Luther, Plagues, and Christian Responsibility

Kenneth W. Brewer

All across the world today, people are dying, schools have been closed, and universities have transitioned to distance learning as students are sent to their homes due to the COVID-19 outbreak. The public are told to physically distance themselves from other people, stay inside their homes as much as possible, wash their hands for twenty seconds, and not touch their face. People are not going to work, working from home, or being laid off from their jobs. Restaurants, bars, theaters, and many businesses are closed. The stock market has tumbled to new lows. Travel bans have been declared. Countries have closed their borders. Churches have closed or transitioned to live-streaming. Fear and panic are palpable in the hearts of many. This has led to the hoarding of food and other items. Some people are keeping guns close at hand, afraid that someone or a mob might break in and take their valuables (toilet paper?). Media and several people around me have commented, “We have never seen anything like this!” This is true for most of us today. History reminds us, however, that humanity has experienced numerous lethal plagues, some killing vast numbers of people.

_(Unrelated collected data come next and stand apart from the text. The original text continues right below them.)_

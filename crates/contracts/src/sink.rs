//! ReportSink trait - Dispatcher output interface
//!
//! Defines the abstract interface for Sinks.

use std::sync::Arc;

use crate::{ContractError, Report};

/// Report delivery trait
///
/// All sink implementations must implement this trait. Sinks are invoked from
/// the background dispatch context, never from the thread that built them, and
/// several dispatches may call the same sink concurrently.
pub trait ReportSink: Send + Sync {
    /// Sink name (used for logging/metrics)
    fn name(&self) -> &str;

    /// Deliver one report
    ///
    /// # Errors
    /// - [`ContractError::SinkConfiguration`] when a required field is unset
    /// - [`ContractError::SinkDelivery`] / [`ContractError::Io`] when the transport fails
    fn deliver(&self, report: &Report) -> Result<(), ContractError>;
}

impl<S: ReportSink + ?Sized> ReportSink for Box<S> {
    fn name(&self) -> &str {
        (**self).name()
    }

    fn deliver(&self, report: &Report) -> Result<(), ContractError> {
        (**self).deliver(report)
    }
}

impl<S: ReportSink + ?Sized> ReportSink for Arc<S> {
    fn name(&self) -> &str {
        (**self).name()
    }

    fn deliver(&self, report: &Report) -> Result<(), ContractError> {
        (**self).deliver(report)
    }
}
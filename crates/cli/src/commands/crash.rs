//! `crash` command implementation.

use std::thread;
use std::time::Duration;

use anyhow::{Context, Result};
use tracing::{info, warn};

use super::build_reporter;
use crate::cli::CrashArgs;

/// Execute the `crash` command
pub async fn run_crash(args: &CrashArgs) -> Result<()> {
    let reporter = build_reporter(&args.dispatch)?;
    let hook = reporter.install_panic_hook();

    let message = args.message.clone();
    let worker = thread::Builder::new()
        .name("crash-worker".to_string())
        .spawn(move || panic!("{message}"))
        .context("Failed to spawn crash worker")?;

    if worker.join().is_err() {
        info!("Crash worker panicked as requested");
    }

    let settled = reporter
        .settle(Duration::from_secs(args.dispatch.timeout))
        .await;
    hook.uninstall();

    print!("{}", reporter.stats());

    if !settled {
        warn!(in_flight = reporter.in_flight(), "Dispatch still running");
        anyhow::bail!("Timed out waiting for report delivery");
    }
    Ok(())
}
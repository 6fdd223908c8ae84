//! ReporterConfig - Config Loader output
//!
//! Describes the reporting setup: application identity, notification policy,
//! background pool size and the ordered list of sinks.

use serde::{Deserialize, Serialize};
use std::collections::HashMap;
use std::path::Path;

use crate::NotificationPolicy;

/// Substitution slot the HTTP sink replaces with the URL-encoded report
pub const REPORT_SLOT: &str = "{report}";

/// Configuration version
#[derive(Debug, Clone, Copy, PartialEq, Eq, Default, Serialize, Deserialize)]
pub enum ConfigVersion {
    #[default]
    V1,
}

/// Complete reporter configuration
#[derive(Debug, Clone, Serialize, Deserialize)]
pub struct ReporterConfig {
    /// Configuration version
    #[serde(default)]
    pub version: ConfigVersion,

    /// Identity printed in the report header
    #[serde(default)]
    pub app: AppIdentity,

    /// User interaction before dispatch
    #[serde(default)]
    pub notification: NotificationPolicy,

    /// Size of the background dispatch pool
    #[serde(default = "default_worker_threads")]
    pub worker_threads: usize,

    /// Sinks, in delivery order
    #[serde(default)]
    pub sinks: Vec<SinkConfig>,
}

fn default_worker_threads() -> usize {
    2
}

impl Default for ReporterConfig {
    fn default() -> Self {
        Self {
            version: ConfigVersion::default(),
            app: AppIdentity::default(),
            notification: NotificationPolicy::default(),
            worker_threads: default_worker_threads(),
            sinks: Vec::new(),
        }
    }
}

/// Application identity
#[derive(Debug, Clone, PartialEq, Eq, Serialize, Deserialize)]
pub struct AppIdentity {
    /// Product name
    #[serde(default = "default_app_name")]
    pub name: String,

    /// Product version
    #[serde(default = "default_app_version")]
    pub version: String,
}

fn default_app_name() -> String {
    std::env::current_exe()
        .ok()
        .as_deref()
        .and_then(Path::file_stem)
        .map(|stem| stem.to_string_lossy().into_owned())
        .unwrap_or_else(|| "application".to_string())
}

fn default_app_version() -> String {
    "unknown".to_string()
}

impl Default for AppIdentity {
    fn default() -> Self {
        Self {
            name: default_app_name(),
            version: default_app_version(),
        }
    }
}

impl AppIdentity {
    pub fn new(name: impl Into<String>, version: impl Into<String>) -> Self {
        Self {
            name: name.into(),
            version: version.into(),
        }
    }

    /// Identity string of the running module, used as event source name
    pub fn source_name(&self) -> String {
        format!("{} {}", self.name, self.version)
    }
}

/// Sink output configuration
#[derive(Debug, Clone, Serialize, Deserialize)]
pub struct SinkConfig {
    /// Sink name
    pub name: String,

    /// Sink type
    pub sink_type: SinkType,

    /// Type-specific parameters
    #[serde(default)]
    pub params: HashMap<String, String>,
}

impl SinkConfig {
    pub fn new(name: impl Into<String>, sink_type: SinkType) -> Self {
        Self {
            name: name.into(),
            sink_type,
            params: HashMap::new(),
        }
    }

    pub fn with_param(mut self, key: impl Into<String>, value: impl Into<String>) -> Self {
        self.params.insert(key.into(), value.into());
        self
    }

    /// Parameter value, treating empty strings as unset
    pub fn param(&self, key: &str) -> Option<&str> {
        self.params
            .get(key)
            .map(String::as_str)
            .filter(|v| !v.is_empty())
    }

    /// Names of required parameters that are unset
    pub fn missing_params(&self) -> Vec<&'static str> {
        self.sink_type
            .required_params()
            .iter()
            .copied()
            .filter(|key| self.param(key).is_none())
            .collect()
    }
}

/// Sink type
#[derive(Debug, Clone, Copy, PartialEq, Eq, Hash, Serialize, Deserialize)]
#[serde(rename_all = "snake_case")]
pub enum SinkType {
    /// Rolling text file next to the binary
    File,
    /// OS event log (syslog on Unix, Application log on Windows)
    EventLog,
    /// Mail relay
    Mail,
    /// Form-encoded HTTP POST
    Http,
}

impl SinkType {
    /// Parameters that must be set before first delivery
    pub fn required_params(&self) -> &'static [&'static str] {
        match self {
            Self::File | Self::EventLog => &[],
            Self::Mail => &["from", "to", "server"],
            Self::Http => &["url", "query"],
        }
    }
}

How should Christians respond to an epidemic that is deadly?

That was the question that Martin Luther tackled when the bubonic plague broke out in his university town of Wittenberg in August 1527, in a letter entitled, “Whether One May Flee from a Deadly Plague” (all citations are from Martin Luther’s Basic Theological Writings, 3rd ed., ed. Timothy Lull and William Russell [Fortress, 2012], 475–87). People died. The university closed. Students were sent home. Worse, people did not possess the medical resources and scientific knowledge that we have today. People knew neither how the virus spread nor how to cure it. Most people believed that God was randomly exacting wrath and punishment on sinful humanity or that the devil and evil spirits were responsible for such devastation. Luther actually embraced both views, but he also offered some insightful reflections and instructions to those suffering under a deadly plague.

On the one hand, Luther does not condemn those who flee from a deadly plague but commends those who stay as having strong faith. He notes that running away from death is not wrong in itself and offers several examples from Scripture. Those who stay and help others are not to look with contempt on those who choose to flee.

On the other hand, Luther thinks that certain professions are obligated to help those suffering a deadly plague. First, he notes that those in pastoral ministry are obligated to offer spiritual counsel, comfort, preaching, and the sacraments to those who are suffering and dying. He cites John 10:11 to support his claim: “A good shepherd lays down his life for the sheep, but the hireling sees the wolf coming and flees.” Second, those in public office and governing authorities are also under obligation to help. Luther cites Rom 13:4 to underpin his view: “The governing authorities are God’s ministers for your own good.” Third, Luther asserts that those in professions that serve the public have a duty to do their job. He notes that physicians, hospitals, nurses, police, and the like must attend to the sick and dying and keep law and order in society. Finally, Luther states that we are all mandated to love and care for our neighbor even at personal risk: “Now if a deadly epidemic strikes, we should stay where we are, make our preparations, and take courage in the fact that we are mutually bound together … so that we cannot desert one another or flee from one another.” Luther admonishes that we are duty-bound to help those who are sick or dying, or those in need of food, clothing, shelter, or other items vital to human life and flourishing. Christ calls everyone to serve their neighbor.

In addition, Luther offered some wise practical advice and precautions. He urges that we not set aside the use of medicine or our intelligence. We are to take good care of our bodies and attend to healthy practices: “Therefore I shall ask God mercifully to protect us. Then I shall fumigate, help purify the air, administer medicine, and take it. I shall avoid places, and persons where my presence is not needed in order not to become contaminated and thus perchance infect and pollute others, and so cause their death as a result of my negligence.” Those infected should keep to themselves and not mingle with others on penalty of death! Luther closes by offering advice on the care of our souls during a deadly plague. People should listen to sermons, read God’s word, and prepare for the possibility of one’s death by confessing their sins and partaking the Lord’s Supper.

I never thought that Luther’s treatise would be relevant or that it would offer some good advice. But then again, I have never experienced a worldwide deadly virus until now.